L’unico a farlo è stato Kings – forse proprio per il rapporto stretto con il partito – che ha così perso popolarità, credibilità e rispetto tra i giovani. Il cantante ha insomma salvato i suoi interessi sacrificando la reputazione.
Gli altri due artisti non solo si sono rifiutati di scusarsi ma hanno addirittura rincarato la dose, accusando il ministro di atteggiamenti dittatoriali e violazioni di diritti fondamentali di una democrazia, come il diritto di espressione. A loro si sono uniti moltissimi giovani, non tutti schierati politicamente.
Rivendicano il diritto di poter dire la loro su temi che riguardano tutto il popolo zambiano e il suo futuro, di chiedere trasparenza nelle operazioni del governo, di rendere i governanti responsabili delle loro azioni e non padri-padroni. Chiedono, insomma, di essere liberi di esercitare i propri diritti, senza paura di essere minacciati dal potere di turno.
Questo fatto rappresenta una rivoluzione, una novità sconosciuta alla società civile zambiana che ha così sdoganato dinamiche che restavano segregate al gioco politico di maggioranza e opposizione.
I social media stanno giocando un ruolo molto importante in questa presa di coscienza delle nuove generazioni. Attraverso Facebook, Instagram e Youtube, le voci si uniscono e i giovani si organizzano. Questi mezzi potrebbero essere decisivi anche per le elezioni che si terranno nell’agosto 2021, considerando che la maggioranza della popolazione dello Zambia è composta proprio da giovani.

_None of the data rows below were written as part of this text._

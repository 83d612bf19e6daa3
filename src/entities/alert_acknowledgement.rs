use chrono::{DateTime, Utc};
use sea_orm::entity::prelude::*;
use serde::{Deserialize, Serialize};

/// A dismissed alert situation. Unique on (alert_key, signature, scope_hash).
#[derive(Clone, Debug, PartialEq, Eq, DeriveEntityModel, Serialize, Deserialize)]
#[sea_orm(table_name = "alert_acknowledgements")]
pub struct Model {
    #[sea_orm(primary_key, auto_increment = false)]
    pub id: Uuid,
    pub alert_key: String,
    pub signature: String,
    pub scope_hash: String,
    pub acknowledged_at: DateTime<Utc>,
}

#[derive(Copy, Clone, Debug, EnumIter, DeriveRelation)]
pub enum Relation {}

impl ActiveModelBehavior for ActiveModel {}
use std::collections::HashSet;
use std::sync::Arc;

use chrono::{DateTime, Utc};
use metrics::counter;
use sea_orm::{
    ActiveModelTrait, ColumnTrait, DatabaseConnection, EntityTrait, QueryFilter, Set, SqlErr,
};
use serde::{Deserialize, Serialize};
use tracing::{debug, info, instrument};
use utoipa::ToSchema;
use uuid::Uuid;
use validator::Validate;

use crate::entities::alert_acknowledgement;
use crate::errors::ServiceError;
use crate::models::{AcknowledgeAlertRequest, AlertKind};

#[derive(Debug, Clone, PartialEq, Eq, Serialize, Deserialize, ToSchema)]
pub struct AcknowledgementView {
    pub alert_key: AlertKind,
    pub signature: String,
    pub scope_hash: String,
    pub acknowledged_at: DateTime<Utc>,
    /// False when the same acknowledgement already existed.
    pub created: bool,
}

#[derive(Clone)]
pub struct AlertService {
    db: Arc<DatabaseConnection>,
}

impl AlertService {
    pub fn new(db: Arc<DatabaseConnection>) -> Self {
        Self { db }
    }

    /// Stores the acknowledgement once. Repeating it returns the stored record.
    #[instrument(skip(self, request), fields(alert_key = %request.alert_key))]
    pub async fn acknowledge(
        &self,
        request: AcknowledgeAlertRequest,
    ) -> Result<AcknowledgementView, ServiceError> {
        request.validate()?;

        if let Some(existing) = self.find(&request).await? {
            debug!("alert already acknowledged");
            return Ok(view(existing, request.alert_key, false));
        }

        let inserted = alert_acknowledgement::ActiveModel {
            id: Set(Uuid::new_v4()),
            alert_key: Set(request.alert_key.as_str().to_string()),
            signature: Set(request.signature.clone()),
            scope_hash: Set(request.scope_hash.clone()),
            acknowledged_at: Set(Utc::now()),
        }
        .insert(&*self.db)
        .await;

        match inserted {
            Ok(model) => {
                counter!("packops_alert_acknowledgements_total", 1, "alert" => request.alert_key.as_str());
                info!(signature = %model.signature, "alert acknowledged");
                Ok(view(model, request.alert_key, true))
            }
            // Lost a race against an identical request.
            Err(err) if matches!(err.sql_err(), Some(SqlErr::UniqueConstraintViolation(_))) => {
                let existing = self.find(&request).await?.ok_or_else(|| {
                    ServiceError::InternalError("acknowledgement vanished after conflict".into())
                })?;
                Ok(view(existing, request.alert_key, false))
            }
            Err(err) => Err(err.into()),
        }
    }

    /// `(kind, signature)` pairs acknowledged within `scope_hash`.
    pub async fn acknowledged_in_scope(
        &self,
        scope_hash: &str,
    ) -> Result<HashSet<(String, String)>, ServiceError> {
        let rows = alert_acknowledgement::Entity::find()
            .filter(alert_acknowledgement::Column::ScopeHash.eq(scope_hash))
            .all(&*self.db)
            .await?;
        Ok(rows
            .into_iter()
            .map(|row| (row.alert_key, row.signature))
            .collect())
    }

    async fn find(
        &self,
        request: &AcknowledgeAlertRequest,
    ) -> Result<Option<alert_acknowledgement::Model>, ServiceError> {
        let found = alert_acknowledgement::Entity::find()
            .filter(alert_acknowledgement::Column::AlertKey.eq(request.alert_key.as_str()))
            .filter(alert_acknowledgement::Column::Signature.eq(request.signature.as_str()))
            .filter(alert_acknowledgement::Column::ScopeHash.eq(request.scope_hash.as_str()))
            .one(&*self.db)
            .await?;
        Ok(found)
    }
}

fn view(model: alert_acknowledgement::Model, kind: AlertKind, created: bool) -> AcknowledgementView {
    AcknowledgementView {
        alert_key: kind,
        signature: model.signature,
        scope_hash: model.scope_hash,
        acknowledged_at: model.acknowledged_at,
        created,
    }
}
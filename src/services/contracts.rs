use std::collections::HashMap;
use std::sync::Arc;

use chrono::{NaiveDate, Utc};
use sea_orm::{
    ActiveModelTrait, ColumnTrait, DatabaseConnection, EntityTrait, QueryFilter, QueryOrder, Set,
};
use serde::{Deserialize, Serialize};
use tracing::{info, instrument};
use utoipa::ToSchema;
use uuid::Uuid;
use validator::Validate;

use super::listing::{ListQuery, Listing, Page};
use super::FormOption;
use crate::entities::{employee, employee_contract};
use crate::errors::{FieldErrors, ServiceError};
use crate::models::PayLevel;

const SORTABLE: [(&str, employee_contract::Column); 4] = [
    ("start_date", employee_contract::Column::StartDate),
    ("end_date", employee_contract::Column::EndDate),
    ("pay_level", employee_contract::Column::PayLevel),
    ("created_at", employee_contract::Column::CreatedAt),
];

#[derive(Debug, Clone, Deserialize, Serialize, Validate, ToSchema)]
pub struct ContractInput {
    pub employee_uuid: Uuid,
    /// Pay level code, 0 to 4
    #[validate(range(max = 4, message = "Pay level must be between 0 and 4"))]
    pub pay_level: u8,
    pub start_date: NaiveDate,
    pub end_date: Option<NaiveDate>,
}

impl ContractInput {
    fn check(&self) -> Result<PayLevel, ServiceError> {
        let mut fields = match self.validate() {
            Ok(()) => FieldErrors::new(),
            Err(errors) => FieldErrors::from(&errors),
        };
        if let Some(end) = self.end_date {
            if end < self.start_date {
                fields.insert("end_date", "End date must not precede the start date");
            }
        }
        if !fields.is_empty() {
            return Err(ServiceError::InvalidFields(fields));
        }
        PayLevel::try_from(self.pay_level)
            .map_err(|_| ServiceError::field("pay_level", "Pay level must be between 0 and 4"))
    }
}

#[derive(Debug, Clone, PartialEq, Eq, Serialize, Deserialize, ToSchema)]
pub struct ContractView {
    pub uuid: Uuid,
    pub employee_uuid: Uuid,
    pub employee_name: Option<String>,
    pub pay_level: u8,
    pub pay_level_label: String,
    pub start_date: NaiveDate,
    pub end_date: Option<NaiveDate>,
    /// Whether the contract covers today.
    pub active: bool,
}

impl ContractView {
    fn new(model: employee_contract::Model, employee_name: Option<String>, today: NaiveDate) -> Self {
        let active = model.start_date <= today && model.end_date.map_or(true, |end| today <= end);
        Self {
            uuid: model.uuid,
            employee_uuid: model.employee_uuid,
            employee_name,
            pay_level: model.pay_level.code(),
            pay_level_label: model.pay_level.label().to_string(),
            start_date: model.start_date,
            end_date: model.end_date,
            active,
        }
    }
}

/// Select options for the contract forms plus the record being edited.
#[derive(Debug, Clone, Serialize, Deserialize, ToSchema)]
pub struct ContractForm {
    pub contract: Option<ContractView>,
    pub pay_levels: Vec<FormOption>,
    pub employees: Vec<FormOption>,
}

#[derive(Clone)]
pub struct ContractService {
    db: Arc<DatabaseConnection>,
}

impl ContractService {
    pub fn new(db: Arc<DatabaseConnection>) -> Self {
        Self { db }
    }

    /// Searches by employee name or matriculation number.
    #[instrument(skip(self))]
    pub async fn list(&self, query: &ListQuery) -> Result<Page<ContractView>, ServiceError> {
        let page = Listing::new(
            employee_contract::Entity::find().inner_join(employee::Entity),
        )
        .search(
            query.search_term(),
            &[
                employee::Column::FirstName,
                employee::Column::LastName,
                employee::Column::MatriculationNumber,
            ],
        )
        .sort(query, &SORTABLE, employee_contract::Column::StartDate)?
        .fetch(&*self.db, query)
        .await?;

        let ids: Vec<Uuid> = page.items.iter().map(|c| c.employee_uuid).collect();
        let names = self.employee_names(&ids).await?;
        let today = Utc::now().date_naive();
        Ok(page.map(|model| {
            let name = names.get(&model.employee_uuid).cloned();
            ContractView::new(model, name, today)
        }))
    }

    #[instrument(skip(self))]
    pub async fn get(&self, id: Uuid) -> Result<ContractView, ServiceError> {
        let model = self.find(id).await?;
        let names = self.employee_names(&[model.employee_uuid]).await?;
        let name = names.get(&model.employee_uuid).cloned();
        Ok(ContractView::new(model, name, Utc::now().date_naive()))
    }

    pub async fn form(&self, id: Option<Uuid>) -> Result<ContractForm, ServiceError> {
        let contract = match id {
            Some(id) => Some(self.get(id).await?),
            None => None,
        };
        let employees = employee::Entity::find()
            .order_by_asc(employee::Column::LastName)
            .order_by_asc(employee::Column::FirstName)
            .all(&*self.db)
            .await?
            .into_iter()
            .map(|employee| FormOption::new(employee.uuid, employee.full_name()))
            .collect();

        Ok(ContractForm {
            contract,
            pay_levels: pay_level_options(),
            employees,
        })
    }

    #[instrument(skip(self, input))]
    pub async fn create(&self, input: ContractInput) -> Result<ContractView, ServiceError> {
        let level = input.check()?;
        self.ensure_employee(input.employee_uuid).await?;

        let model = employee_contract::ActiveModel {
            uuid: Set(Uuid::new_v4()),
            employee_uuid: Set(input.employee_uuid),
            pay_level: Set(level),
            start_date: Set(input.start_date),
            end_date: Set(input.end_date),
            ..Default::default()
        }
        .insert(&*self.db)
        .await?;

        info!(contract_id = %model.uuid, employee_id = %model.employee_uuid, "contract created");
        self.get(model.uuid).await
    }

    #[instrument(skip(self, input))]
    pub async fn update(&self, id: Uuid, input: ContractInput) -> Result<ContractView, ServiceError> {
        let existing = self.find(id).await?;
        let level = input.check()?;
        self.ensure_employee(input.employee_uuid).await?;

        let mut active: employee_contract::ActiveModel = existing.into();
        active.employee_uuid = Set(input.employee_uuid);
        active.pay_level = Set(level);
        active.start_date = Set(input.start_date);
        active.end_date = Set(input.end_date);
        active.update(&*self.db).await?;

        info!(contract_id = %id, "contract updated");
        self.get(id).await
    }

    #[instrument(skip(self))]
    pub async fn delete(&self, id: Uuid) -> Result<(), ServiceError> {
        self.find(id).await?;
        employee_contract::Entity::delete_by_id(id)
            .exec(&*self.db)
            .await?;
        info!(contract_id = %id, "contract deleted");
        Ok(())
    }

    async fn find(&self, id: Uuid) -> Result<employee_contract::Model, ServiceError> {
        employee_contract::Entity::find_by_id(id)
            .one(&*self.db)
            .await?
            .ok_or_else(|| ServiceError::not_found("Contract", id))
    }

    async fn ensure_employee(&self, id: Uuid) -> Result<(), ServiceError> {
        match employee::Entity::find_by_id(id).one(&*self.db).await? {
            Some(_) => Ok(()),
            None => Err(ServiceError::field("employee_uuid", "Employee not found")),
        }
    }

    async fn employee_names(&self, ids: &[Uuid]) -> Result<HashMap<Uuid, String>, ServiceError> {
        if ids.is_empty() {
            return Ok(HashMap::new());
        }
        let employees = employee::Entity::find()
            .filter(employee::Column::Uuid.is_in(ids.to_vec()))
            .all(&*self.db)
            .await?;
        Ok(employees
            .into_iter()
            .map(|employee| (employee.uuid, employee.full_name()))
            .collect())
    }
}

pub fn pay_level_options() -> Vec<FormOption> {
    PayLevel::ALL
        .iter()
        .map(|level| FormOption::new(level.code(), level.label()))
        .collect()
}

Le nuove generazioni stanno prendendo le distanze dai comportamenti passivi dei loro antenati, vogliono partecipare, essere protagonisti ed hanno la piena consapevolezza di contare qualcosa e di poter cambiare il loro destino e quello del loro paese. Per questo è nato un movimento #WeAreTheFuture (siamo il futuro) che ha come motto “we can speak up” (possiamo dire la nostra), supportato anche da alcuni zambiani della diaspora come Lillian Mutambo, famosa youtuber di base in Inghilterra.
Nello stesso modo in cui il video della morte di George Floyd, pubblicato sui social, ha incendiato il paese a stelle e strisce e indignato il mondo, il video di questi dei due artisti che si sono rifiutati di scusarsi per aver esercitato il loro dovere di cittadini, potrebbe cambiare le sorti del paese e soprattutto il ruolo dei giovani nelle politiche governative dello Zambia.
La nuova rivoluzione potrebbe essere in atto con metodi e distanze diverse, ma con la stessa passione, in grado di mettere a disposizione competenze, intelligenze e amore per la giustizia.
Qualcosa di nuovo potrebbe nascere. Ora il futuro è nelle mani dei giovani. Sta a loro lasciare tutto alle emozioni del momento o lottare fino ad ottenere il cambiamento che il paese aspetta da tanto, troppo tempo.